Ryanair face à l’augmentation des tarifs aéroportuaires en Espagne

La  situation actuelle  de l’aérien en Espagne connaît des remous avec la récente annonce de l’augmentation des  tarifs aéroportuaires  de  6,57%  par Aena, qui passera de  10,35 à 11,03 euros  en 2026. Cette décision n’a pas tardé à provoquer une réaction ferme de la part de la  compagnie irlandaise Ryanair , qui a manifesté son vif mécontentement et a exigé que le gouvernement et la  Commission nationale des marchés et de la concurrence (CNMC)  rejettent cette hausse. La direction de Ryanair menace même de réduire ses  routes et sièges  dans les aéroports régionaux espagnols si des mesures ne sont pas prises en réponse à cette flambée des tarifs.

Une menace récurrente

Il est important de noter que les menaces de Ryanair ne sont pas inédites. Au cours de l’été précédent, la compagnie a déjà pris des mesures significatives en abandonnant complètement des aéroports comme  Valladolid  et  Jerez , tout en diminuant ses opérations dans d’autres villes telles que  Vigo ,  Santiago ,  Asturias ,  Santander  et  Zaragoza . Ces ajustements ont conduit à la perte de  800 000 places  dans ces aéroports entre avril et octobre 2025. Malgré cette contraction à l’échelle régionale, Ryanair a poursuivi sa croissance au niveau national.

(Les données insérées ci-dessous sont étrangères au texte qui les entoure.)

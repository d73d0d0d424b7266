use crate::TypeInfo;
use thiserror::Error;

/// Errors returned by the checked extraction paths of [`AnyValue`](crate::AnyValue)
#[derive(Debug, Clone, Copy, PartialEq, Eq, Error)]
pub enum BadAnyCast {
    /// The value was requested from an empty container
    #[error("bad any cast: requested `{requested}` from an empty value")]
    Empty { requested: TypeInfo },
    /// The stored type is not exactly the requested type
    #[error("bad any cast: stored `{stored}`, requested `{requested}`")]
    TypeMismatch {
        stored: TypeInfo,
        requested: TypeInfo,
    },
}

impl BadAnyCast {
    /// The type the caller asked for
    pub fn requested(&self) -> TypeInfo {
        match self {
            BadAnyCast::Empty { requested } | BadAnyCast::TypeMismatch { requested, .. } => {
                *requested
            }
        }
    }

    pub(crate) fn new(stored: TypeInfo, requested: TypeInfo) -> Self {
        if stored.is_void() {
            BadAnyCast::Empty { requested }
        } else {
            BadAnyCast::TypeMismatch { stored, requested }
        }
    }
}

/// Returned by the checked accessors of [`Optional`](crate::Optional) when no value is held
#[derive(Debug, Clone, Copy, PartialEq, Eq, Default, Error)]
#[error("optional has no value")]
pub struct EmptyAccess;

/// Any error produced by this crate
#[derive(Debug, Clone, Copy, PartialEq, Eq, Error)]
pub enum VocabError {
    #[error(transparent)]
    BadAnyCast(#[from] BadAnyCast),
    #[error(transparent)]
    EmptyAccess(#[from] EmptyAccess),
}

Ryanair, leader sur le marché espagnol

Malgré ces suppressions de routes, Ryanair réussit à consolider sa  position dominante  sur le marché aérien espagnol. Au cours du premier semestre de cette année, la compagnie a transporté  32,64 millions de passagers , ce qui représente une augmentation de  6,6%  par rapport à l’année précédente. Cela lui permet de demeurer la compagnie aérienne avec le plus grand  volume de trafic  en Espagne, creusant ainsi l’écart avec son concurrent  Vueling  d’un peu moins de  10 millions de passagers .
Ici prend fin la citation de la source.